By that definition Burger King is food, you can survive on it and gain enough nutritional value to allow you to grow.
It’s not as nutritious as home made cooking, but claiming it has no nutrition is factually inaccurate.
I’m not saying it is good for you, or that you can survive eating only whoppers (but you also can’t survive eating the same salad over and over so it’s a moot point). But by any definition of the word Burger King and other fast foods are food, extremely calorically dense and filled to the brim with saturated fat food.
Technically, dirt contains some nutritional value. So yeah, you are correct that fast food does contain some nutrition. Eating a diet of strictly potatoes will, technically, allow you to “grow” but like industrial fast food, will come with adverse health consequences. So the question isn’t if it technically has some amount of nutritional value but whether it’s actually good for you. Does the “food” allow you to maintain life and grow to a degree consistent with the average seems to me to be a reasonable definition.
A diet with a lot of fast food is nutritionally poor and full of many things such as sugar, salt, and saturated fats that cause long-term adverse health consequences. It’s been linked to everything from a lower capacity for memory and learning to diabetes, heart disease and of course obesity.
There is simply no way that you can say that fast food is “good” for you or that it should be eaten routinely. Making the clear distinction that fast “food” is not food to the same degree as a healthful diet is one of the best things you can do for community health.
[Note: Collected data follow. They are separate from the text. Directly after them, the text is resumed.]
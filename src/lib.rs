pub mod api;
pub mod auth;
pub mod config;
pub mod engine;
pub mod error;
pub mod fleet;
pub mod models;
pub mod observability;
pub mod state;
pub mod store;
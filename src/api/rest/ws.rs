use std::sync::Arc;

use axum::extract::ws::{Message, WebSocket, WebSocketUpgrade};
use axum::extract::State;
use axum::response::IntoResponse;
use futures::SinkExt;
use futures::StreamExt;
use tokio::sync::broadcast::error::RecvError;
use tracing::{info, warn};
use uuid::Uuid;

use crate::auth::Claims;
use crate::state::AppState;

/// Streams the caller's notifications as they are delivered.
pub async fn ws_handler(
    ws: WebSocketUpgrade,
    State(state): State<Arc<AppState>>,
    claims: Claims,
) -> impl IntoResponse {
    ws.on_upgrade(move |socket| handle_socket(socket, state, claims.subject_id))
}

async fn handle_socket(socket: WebSocket, state: Arc<AppState>, recipient_id: Uuid) {
    let (mut sender, mut receiver) = socket.split();
    let mut rx = state.notification_events_tx.subscribe();

    info!(%recipient_id, "websocket client connected");

    let send_task = tokio::spawn(async move {
        loop {
            let notification = match rx.recv().await {
                Ok(notification) => notification,
                Err(RecvError::Lagged(skipped)) => {
                    warn!(%recipient_id, skipped, "websocket client lagged behind");
                    continue;
                }
                Err(RecvError::Closed) => break,
            };
            if notification.recipient_id != recipient_id {
                continue;
            }

            let json = match serde_json::to_string(&notification) {
                Ok(json) => json,
                Err(err) => {
                    warn!(error = %err, "failed to serialize notification for ws");
                    continue;
                }
            };

            if sender.send(Message::Text(json)).await.is_err() {
                break;
            }
        }
    });

    let recv_task = tokio::spawn(async move {
        while let Some(Ok(_msg)) = receiver.next().await {}
    });

    tokio::select! {
        _ = send_task => {},
        _ = recv_task => {},
    }

    info!(%recipient_id, "websocket client disconnected");
}
//! `steps` crate — the trace contract shared by every tracer and consumer.
//!
//! A tracer appends [`Step`] records to a [`StepRecorder`] and hands back a
//! finished [`StepSequence`]. Consumers (renderers, test harnesses) read the
//! sequence and, with the [`replay`] module, reconstruct the algorithm's
//! state without re-running it.

pub mod error;
pub mod replay;
pub mod sequence;
pub mod step;

pub use error::ReplayError;
pub use replay::{ArrayReplay, GraphReplay};
pub use sequence::{StepRecorder, StepSequence};
pub use step::{IndexRange, NodeId, Step};
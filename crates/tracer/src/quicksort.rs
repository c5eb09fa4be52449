//! QuickSort tracer (Lomuto partition).
//!
//! Sorts the caller's slice in place and records every pivot choice, pointer
//! move, comparison and exchange. Each step carries a snapshot of the whole
//! slice at the instant it was recorded; the snapshots are part of the replay
//! contract, not a convenience.

use rand::rngs::StdRng;
use rand::{Rng, SeedableRng};
use steps::{IndexRange, Step, StepRecorder, StepSequence};
use tracing::{info, instrument};

use crate::{PivotMethod, SortConfig};

/// Sort `array` in place and return the trace.
///
/// The `random` strategy draws from a `StdRng` seeded with `config.seed`, or
/// from OS entropy when no seed is given.
pub fn trace(array: &mut [f64], config: &SortConfig) -> StepSequence {
    let mut rng = match config.seed {
        Some(seed) => StdRng::seed_from_u64(seed),
        None => StdRng::from_entropy(),
    };
    trace_with_rng(array, config.pivot, &mut rng)
}

/// Sort `array` in place with an injected random source.
#[instrument(skip(array, rng), fields(len = array.len(), pivot = %method))]
pub fn trace_with_rng<R: Rng + ?Sized>(
    array: &mut [f64],
    method: PivotMethod,
    rng: &mut R,
) -> StepSequence {
    let mut rec = StepRecorder::new();

    if array.len() > 1 {
        let high = array.len() - 1;
        sort_range(array, 0, high, method, rng, &mut rec);
    }

    rec.push(Step::Sorted {
        sorted: (0..array.len()).collect(),
        range: None,
        array: array.to_vec(),
    });

    info!(steps = rec.len(), "quicksort trace complete");
    rec.finish()
}

fn sort_range<R: Rng + ?Sized>(
    array: &mut [f64],
    low: usize,
    high: usize,
    method: PivotMethod,
    rng: &mut R,
    rec: &mut StepRecorder,
) {
    if low >= high {
        return;
    }

    rec.push(Step::Range { range: [low, high], array: array.to_vec() });

    let pivot = method.choose(array, low, high, rng);
    let split = partition(array, [low, high], pivot, rec);

    if split > low {
        sort_range(array, low, split - 1, method, rng, rec);
    }
    sort_range(array, split + 1, high, method, rng, rec);
}

/// Lomuto partition of `array[low..=high]` around the value at `pivot`.
/// Returns the pivot's final index.
fn partition(array: &mut [f64], range: IndexRange, pivot: usize, rec: &mut StepRecorder) -> usize {
    let [low, high] = range;
    let pivot_value = array[pivot];

    array.swap(pivot, high);
    rec.push(Step::Pivot { pivot, range, array: array.to_vec() });

    // `store` is the next slot of the `<= pivot` region; the wire format
    // reports the last filled slot, `store - 1`, which starts at `low - 1`.
    let mut store = low;
    rec.push(Step::Pointers {
        i_pointer: boundary(store),
        j_pointer: low,
        range,
        array: array.to_vec(),
    });

    for j in low..high {
        rec.push(Step::Compare {
            comparing: [j, high],
            i_pointer: boundary(store),
            j_pointer: j,
            range,
            array: array.to_vec(),
        });

        if array[j] <= pivot_value {
            let slot = store;
            store += 1;
            array.swap(slot, j);
            if slot != j {
                rec.push(Step::Swap {
                    swapping: [slot, j],
                    i_pointer: boundary(store),
                    j_pointer: j,
                    range,
                    array: array.to_vec(),
                });
            }
        }
    }

    array.swap(store, high);
    rec.push(Step::Swap {
        swapping: [store, high],
        i_pointer: boundary(store),
        j_pointer: high,
        range,
        array: array.to_vec(),
    });
    rec.push(Step::Sorted { sorted: vec![store], range: Some(range), array: array.to_vec() });

    store
}

fn boundary(store: usize) -> i64 {
    store as i64 - 1
}
//! Per-call configuration.
//!
//! Every default the tracers rely on is an explicit field here rather than a
//! fallback buried in field access.

use crate::PivotMethod;

/// Settings consumed by the adjacency builder and therefore by every graph
/// tracer.
#[derive(Debug, Clone, PartialEq)]
pub struct GraphConfig {
    /// Weight given to edges that carry none.
    pub default_weight: f64,
}

impl Default for GraphConfig {
    fn default() -> Self {
        Self { default_weight: 1.0 }
    }
}

/// Settings for the QuickSort tracer.
#[derive(Debug, Clone, PartialEq, Eq, Default)]
pub struct SortConfig {
    /// Pivot selection strategy.
    pub pivot: PivotMethod,
    /// Seed for the `random` strategy. `None` draws from OS entropy, which
    /// makes `random` traces unrepeatable.
    pub seed: Option<u64>,
}

impl SortConfig {
    pub fn new(pivot: PivotMethod) -> Self {
        Self { pivot, seed: None }
    }

    pub fn with_seed(mut self, seed: u64) -> Self {
        self.seed = Some(seed);
        self
    }
}
//! [`StepRecorder`] and the finished [`StepSequence`] it produces.

use serde::{Deserialize, Serialize};

use crate::Step;

// ---------------------------------------------------------------------------
// StepRecorder
// ---------------------------------------------------------------------------

/// Append-only accumulator threaded explicitly through a tracer's helpers.
///
/// Steps can only be pushed; once [`finish`](Self::finish) is called the
/// recorder is consumed and the sequence is frozen.
#[derive(Debug, Default)]
pub struct StepRecorder {
    steps: Vec<Step>,
}

impl StepRecorder {
    pub fn new() -> Self {
        Self::default()
    }

    /// Append one step.
    pub fn push(&mut self, step: Step) {
        self.steps.push(step);
    }

    /// Number of steps recorded so far.
    pub fn len(&self) -> usize {
        self.steps.len()
    }

    pub fn is_empty(&self) -> bool {
        self.steps.is_empty()
    }

    /// Freeze the recorded steps.
    pub fn finish(self) -> StepSequence {
        StepSequence { steps: self.steps }
    }
}

// ---------------------------------------------------------------------------
// StepSequence
// ---------------------------------------------------------------------------

/// The complete, ordered trace of one tracer invocation.
///
/// Serialises as a plain JSON array of steps.
#[derive(Debug, Clone, Default, PartialEq, Serialize, Deserialize)]
#[serde(transparent)]
pub struct StepSequence {
    steps: Vec<Step>,
}

impl StepSequence {
    /// The sequence returned for an unknown start node.
    pub fn empty() -> Self {
        Self::default()
    }

    pub fn steps(&self) -> &[Step] {
        &self.steps
    }

    pub fn len(&self) -> usize {
        self.steps.len()
    }

    pub fn is_empty(&self) -> bool {
        self.steps.is_empty()
    }

    pub fn iter(&self) -> std::slice::Iter<'_, Step> {
        self.steps.iter()
    }

    pub fn last(&self) -> Option<&Step> {
        self.steps.last()
    }

    /// Steps whose wire tag equals `kind`.
    pub fn of_kind<'a>(&'a self, kind: &'a str) -> impl Iterator<Item = &'a Step> + 'a {
        self.steps.iter().filter(move |s| s.kind() == kind)
    }

    pub fn into_steps(self) -> Vec<Step> {
        self.steps
    }
}

impl<'a> IntoIterator for &'a StepSequence {
    type Item = &'a Step;
    type IntoIter = std::slice::Iter<'a, Step>;

    fn into_iter(self) -> Self::IntoIter {
        self.steps.iter()
    }
}

impl IntoIterator for StepSequence {
    type Item = Step;
    type IntoIter = std::vec::IntoIter<Step>;

    fn into_iter(self) -> Self::IntoIter {
        self.steps.into_iter()
    }
}
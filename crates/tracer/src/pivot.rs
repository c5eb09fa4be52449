//! Pivot selection strategies for the QuickSort tracer.

use std::fmt;
use std::str::FromStr;

use rand::Rng;
use serde::{Deserialize, Serialize};
use tracing::warn;

use crate::TracerError;

/// How QuickSort picks the pivot of a sub-array `[low, high]`.
#[derive(Debug, Clone, Copy, PartialEq, Eq, Hash, Default, Serialize, Deserialize)]
#[serde(rename_all = "lowercase")]
pub enum PivotMethod {
    /// `high`.
    #[default]
    Last,
    /// `low`.
    First,
    /// `(low + high) / 2`.
    Middle,
    /// Uniform in `[low, high]`, drawn from the injected RNG.
    Random,
    /// Median of `arr[low]`, `arr[mid]`, `arr[high]`.
    Median,
}

impl PivotMethod {
    pub const ALL: [PivotMethod; 5] = [
        PivotMethod::Last,
        PivotMethod::First,
        PivotMethod::Middle,
        PivotMethod::Random,
        PivotMethod::Median,
    ];

    pub fn name(self) -> &'static str {
        match self {
            Self::Last => "last",
            Self::First => "first",
            Self::Middle => "middle",
            Self::Random => "random",
            Self::Median => "median",
        }
    }

    /// Lenient parse: unrecognised names fall back to [`PivotMethod::Last`].
    pub fn from_name(name: &str) -> Self {
        name.parse().unwrap_or_else(|_| {
            warn!(method = name, "unknown pivot method, falling back to 'last'");
            Self::Last
        })
    }

    /// Index of the pivot for `array[low..=high]`.
    pub fn choose<R: Rng + ?Sized>(self, array: &[f64], low: usize, high: usize, rng: &mut R) -> usize {
        match self {
            Self::Last => high,
            Self::First => low,
            Self::Middle => low + (high - low) / 2,
            Self::Random => rng.gen_range(low..=high),
            Self::Median => median_of_three(array, low, high),
        }
    }
}

impl fmt::Display for PivotMethod {
    fn fmt(&self, f: &mut fmt::Formatter<'_>) -> fmt::Result {
        f.write_str(self.name())
    }
}

impl FromStr for PivotMethod {
    type Err = TracerError;

    fn from_str(s: &str) -> Result<Self, Self::Err> {
        match s.trim().to_ascii_lowercase().as_str() {
            "last" => Ok(Self::Last),
            "first" => Ok(Self::First),
            "middle" => Ok(Self::Middle),
            "random" => Ok(Self::Random),
            "median" => Ok(Self::Median),
            _ => Err(TracerError::UnknownPivotMethod(s.to_owned())),
        }
    }
}

/// Index among `low`, `mid` and `high` whose value is the median of the
/// three, found by pairwise comparison.
pub fn median_of_three(array: &[f64], low: usize, high: usize) -> usize {
    let mid = low + (high - low) / 2;
    let (a, b, c) = (array[low], array[mid], array[high]);

    if a > b {
        if b > c {
            mid
        } else if a > c {
            high
        } else {
            low
        }
    } else if a > c {
        low
    } else if b > c {
        high
    } else {
        mid
    }
}

#[cfg(test)]
mod tests {
    use super::*;
    use rand::rngs::StdRng;
    use rand::SeedableRng;

    #[test]
    fn median_picks_middle_value() {
        assert_eq!(median_of_three(&[1.0, 2.0, 3.0], 0, 2), 1);
        assert_eq!(median_of_three(&[3.0, 1.0, 2.0], 0, 2), 2);
        assert_eq!(median_of_three(&[2.0, 3.0, 1.0], 0, 2), 0);
        assert_eq!(median_of_three(&[3.0, 2.0, 1.0], 0, 2), 1);
        assert_eq!(median_of_three(&[2.0, 1.0, 3.0], 0, 2), 0);
        assert_eq!(median_of_three(&[1.0, 3.0, 2.0], 0, 2), 2);
    }

    #[test]
    fn middle_uses_integer_midpoint() {
        let mut rng = StdRng::seed_from_u64(0);
        let array = [0.0; 8];
        assert_eq!(PivotMethod::Middle.choose(&array, 2, 7, &mut rng), 4);
        assert_eq!(PivotMethod::Middle.choose(&array, 3, 3, &mut rng), 3);
    }

    #[test]
    fn random_stays_in_range() {
        let mut rng = StdRng::seed_from_u64(7);
        let array = [0.0; 10];
        for _ in 0..100 {
            let idx = PivotMethod::Random.choose(&array, 3, 6, &mut rng);
            assert!((3..=6).contains(&idx));
        }
    }

    #[test]
    fn unknown_name_falls_back_to_last() {
        assert_eq!(PivotMethod::from_name("median"), PivotMethod::Median);
        assert_eq!(PivotMethod::from_name("sideways"), PivotMethod::Last);
        assert!(matches!(
            "sideways".parse::<PivotMethod>(),
            Err(TracerError::UnknownPivotMethod(name)) if name == "sideways"
        ));
    }

    #[test]
    fn names_round_trip() {
        for method in PivotMethod::ALL {
            assert_eq!(method.name().parse::<PivotMethod>(), Ok(method));
        }
    }
}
I never said it’s healthy or that someone should eat it regularly, so that’s a strawman. But it is still food, with much higher nutritional value than dirt, and it can definitely sustain you, which you yourself admitted, so by that same definition you gave fast food is food.
Define “sustain”.
You are reading a lot into my words in order to try to be right about a quibbling little thing and frankly it’s annoying.
If you’re stuck in an island for years where the only thing you have to eat is fast food you will survive therefore food. The same cannot be said for dirt.
LOL. What was that you were saying about a strawman?
You asked for a definition of sustain, I gave you a concrete example of what I would use to qualify things as providing sustenance, or indeed qualifying as food. Which is why I qualify fast food as food, you on the other hand do not, so perhaps you should define sustain instead of asking for my definition.
Nope. You shifted your goal posts and are determined to be “right” at any costs. You don’t even have an actual point to make.
Good bye.
I never shifted my goals, from the beginning I’m calling you out on saying fast food is not food, you’re the one who used dirt as a counter example of things that are clearly not food yet would, according to you, fit the definition of food. I’m giving you an example that clearly exemplifies why fast food sustains you, and is therefore food, but dirt doesn’t. If you weren’t babbling on and on trying to throw as many arguments as possible to try to evade from the simple fact that you haven’t even given a food definition that doesn’t include fast food you might see the point that by any meaningful definition of the word (including the one you gave) fast food is food.